use super::*;
use crate::breaker::{BreakerConfig, BreakerState};
use crate::clock::ManualClock;
use crate::shutdown::Shutdown;
use std::sync::atomic::{AtomicU32, Ordering};
use std::sync::Arc;

fn fast_policy(max_attempts: u32) -> RetryPolicy {
    RetryPolicy::from_config(
        "test",
        &RetryPolicyConfig {
            max_attempts,
            base_delay_ms: 5,
            backoff_multiplier: 2.0,
            max_delay_ms: 20,
            attempt_timeout_ms: 200,
            jitter: 0.0,
        },
    )
}

#[tokio::test]
async fn test_retries_until_exhausted() {
    let executor = RetryExecutor::new(ShutdownSignal::never());
    let calls = AtomicU32::new(0);

    let result: Result<(), _> = executor
        .run(&fast_policy(3), |_| async {
            calls.fetch_add(1, Ordering::SeqCst);
            Err(SyncError::from_status(503, "unavailable"))
        })
        .await;

    assert_eq!(calls.load(Ordering::SeqCst), 3);
    match result {
        Err(SyncError::RetryExhausted { attempts, last }) => {
            assert_eq!(attempts, 3);
            assert!(matches!(*last, SyncError::ServerError { status: 503, .. }));
        }
        other => panic!("expected RetryExhausted, got {:?}", other),
    }
}

#[tokio::test]
async fn test_succeeds_after_transient_failures() {
    let executor = RetryExecutor::new(ShutdownSignal::never());
    let calls = AtomicU32::new(0);

    let result = executor
        .run(&fast_policy(3), |attempt| {
            calls.fetch_add(1, Ordering::SeqCst);
            async move {
                if attempt < 3 {
                    Err(SyncError::NetworkUnavailable("no signal".into()))
                } else {
                    Ok(attempt)
                }
            }
        })
        .await;

    assert_eq!(result, Ok(3));
    assert_eq!(calls.load(Ordering::SeqCst), 3);
}

#[tokio::test]
async fn test_client_rejection_is_not_retried() {
    let executor = RetryExecutor::new(ShutdownSignal::never());
    let calls = AtomicU32::new(0);

    let result: Result<(), _> = executor
        .run(&fast_policy(5), |_| async {
            calls.fetch_add(1, Ordering::SeqCst);
            Err(SyncError::from_status(404, "case not found"))
        })
        .await;

    assert!(matches!(result, Err(SyncError::ClientRejected { status: 404, .. })));
    assert_eq!(calls.load(Ordering::SeqCst), 1);
}

#[tokio::test]
async fn test_attempt_timeout_is_retryable() {
    let executor = RetryExecutor::new(ShutdownSignal::never());
    let mut policy = fast_policy(2);
    policy.attempt_timeout = Duration::from_millis(10);
    let calls = AtomicU32::new(0);

    let result: Result<(), _> = executor
        .run(&policy, |_| async {
            calls.fetch_add(1, Ordering::SeqCst);
            tokio::time::sleep(Duration::from_secs(5)).await;
            Ok(())
        })
        .await;

    assert_eq!(calls.load(Ordering::SeqCst), 2);
    match result {
        Err(SyncError::RetryExhausted { last, .. }) => {
            assert_eq!(*last, SyncError::Timeout(Duration::from_millis(10)));
        }
        other => panic!("expected RetryExhausted, got {:?}", other),
    }
}

#[tokio::test]
async fn test_custom_predicate() {
    let executor = RetryExecutor::new(ShutdownSignal::never());
    let policy = fast_policy(3).with_predicate(|e| matches!(e, SyncError::Timeout(_)));
    let calls = AtomicU32::new(0);

    let result: Result<(), _> = executor
        .run(&policy, |_| async {
            calls.fetch_add(1, Ordering::SeqCst);
            Err(SyncError::from_status(502, "bad gateway"))
        })
        .await;

    assert!(matches!(result, Err(SyncError::ServerError { status: 502, .. })));
    assert_eq!(calls.load(Ordering::SeqCst), 1);
}

#[tokio::test]
async fn test_open_breaker_short_circuits_retries() {
    let clock = Arc::new(ManualClock::default());
    let breaker = CircuitBreaker::new(
        "actions",
        BreakerConfig {
            failure_threshold: 2,
            success_threshold: 1,
            open_timeout_secs: 30,
            reset_timeout_secs: 60,
        },
        clock,
    );
    let executor = RetryExecutor::new(ShutdownSignal::never());
    let calls = AtomicU32::new(0);

    let result: Result<(), _> = executor
        .run_guarded(&fast_policy(5), &breaker, |_| async {
            calls.fetch_add(1, Ordering::SeqCst);
            Err(SyncError::NetworkUnavailable("offline".into()))
        })
        .await;

    // Two real attempts trip the breaker; the third is refused and ends the loop
    assert_eq!(calls.load(Ordering::SeqCst), 2);
    assert!(matches!(result, Err(SyncError::BreakerOpen { ref group }) if group == "actions"));
    assert_eq!(breaker.state(), BreakerState::Open);
}

#[tokio::test]
async fn test_guarded_timeout_counts_against_breaker() {
    let clock = Arc::new(ManualClock::default());
    let breaker = CircuitBreaker::new(
        "evidence",
        BreakerConfig {
            failure_threshold: 1,
            success_threshold: 1,
            open_timeout_secs: 30,
            reset_timeout_secs: 60,
        },
        clock,
    );
    let executor = RetryExecutor::new(ShutdownSignal::never());
    let mut policy = fast_policy(1);
    policy.attempt_timeout = Duration::from_millis(10);

    let result: Result<(), _> = executor
        .run_guarded(&policy, &breaker, |_| async {
            tokio::time::sleep(Duration::from_secs(5)).await;
            Ok(())
        })
        .await;

    assert!(matches!(result, Err(SyncError::RetryExhausted { attempts: 1, .. })));
    assert!(breaker.is_open());
}

#[tokio::test]
async fn test_shutdown_cancels_backoff() {
    let shutdown = Shutdown::new();
    let executor = RetryExecutor::new(shutdown.signal());
    let mut policy = fast_policy(5);
    policy.base_delay = Duration::from_secs(60);
    policy.max_delay = Duration::from_secs(60);
    let calls = Arc::new(AtomicU32::new(0));

    let task_calls = Arc::clone(&calls);
    let task = tokio::spawn(async move {
        executor
            .run(&policy, |_| {
                task_calls.fetch_add(1, Ordering::SeqCst);
                async { Err::<(), _>(SyncError::NetworkUnavailable("offline".into())) }
            })
            .await
    });

    tokio::time::sleep(Duration::from_millis(20)).await;
    shutdown.trigger();

    let result = tokio::time::timeout(Duration::from_secs(1), task)
        .await
        .expect("executor should stop promptly")
        .unwrap();
    assert_eq!(result, Err(SyncError::Cancelled));
    assert_eq!(calls.load(Ordering::SeqCst), 1);
}

#[test]
fn test_delay_grows_and_caps() {
    let policy = RetryPolicy::from_config(
        "caps",
        &RetryPolicyConfig {
            max_attempts: 6,
            base_delay_ms: 1_000,
            backoff_multiplier: 2.0,
            max_delay_ms: 5_000,
            attempt_timeout_ms: 1_000,
            jitter: 0.0,
        },
    );

    assert_eq!(policy.delay_for(1), Duration::from_millis(1_000));
    assert_eq!(policy.delay_for(2), Duration::from_millis(2_000));
    assert_eq!(policy.delay_for(3), Duration::from_millis(4_000));
    assert_eq!(policy.delay_for(4), Duration::from_millis(5_000));
    assert_eq!(policy.delay_for(40), Duration::from_millis(5_000));
}

#[test]
fn test_jitter_stays_within_bound() {
    let mut policy = fast_policy(3);
    policy.base_delay = Duration::from_millis(100);
    policy.max_delay = Duration::from_millis(1_000);
    policy.jitter = 0.5;

    for _ in 0..50 {
        let delay = policy.delay_for(1);
        assert!(delay >= Duration::from_millis(100));
        assert!(delay < Duration::from_millis(150));
    }
}

#[test]
fn test_policy_set_builtins_and_overrides() {
    let defaults = PolicySet::default();
    assert_eq!(defaults.names(), vec![CRITICAL, DEFAULT, FILE_UPLOAD]);
    assert_eq!(defaults.get_or_default(CRITICAL).max_attempts, 3);
    assert_eq!(defaults.get_or_default(FILE_UPLOAD).max_attempts, 2);
    assert_eq!(
        defaults.get_or_default(FILE_UPLOAD).attempt_timeout,
        Duration::from_secs(120)
    );
    assert_eq!(defaults.get_or_default("unknown").name, DEFAULT);

    let mut section = RetrySection::default();
    section.policies.insert(
        DEFAULT.to_string(),
        RetryPolicyConfig {
            max_attempts: 7,
            ..Default::default()
        },
    );
    section.policies.insert(
        "alerts_poll".to_string(),
        RetryPolicyConfig {
            max_attempts: 4,
            ..Default::default()
        },
    );

    let set = PolicySet::from_section(&section);
    assert_eq!(set.get_or_default("alerts_poll").max_attempts, 4);
    assert_eq!(set.get_or_default("missing").max_attempts, 7);
    assert_eq!(set.get(CRITICAL).map(|p| p.max_attempts), Some(3));
    assert!(set.get("missing").is_none());
}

● TASK DIRECTIONS
Identify the lines in the entries above that contain "actions", then copy them out.

● WRITTEN SOLUTION
        "actions",
    assert!(matches!(result, Err(SyncError::BreakerOpen { ref group }) if group == "actions"));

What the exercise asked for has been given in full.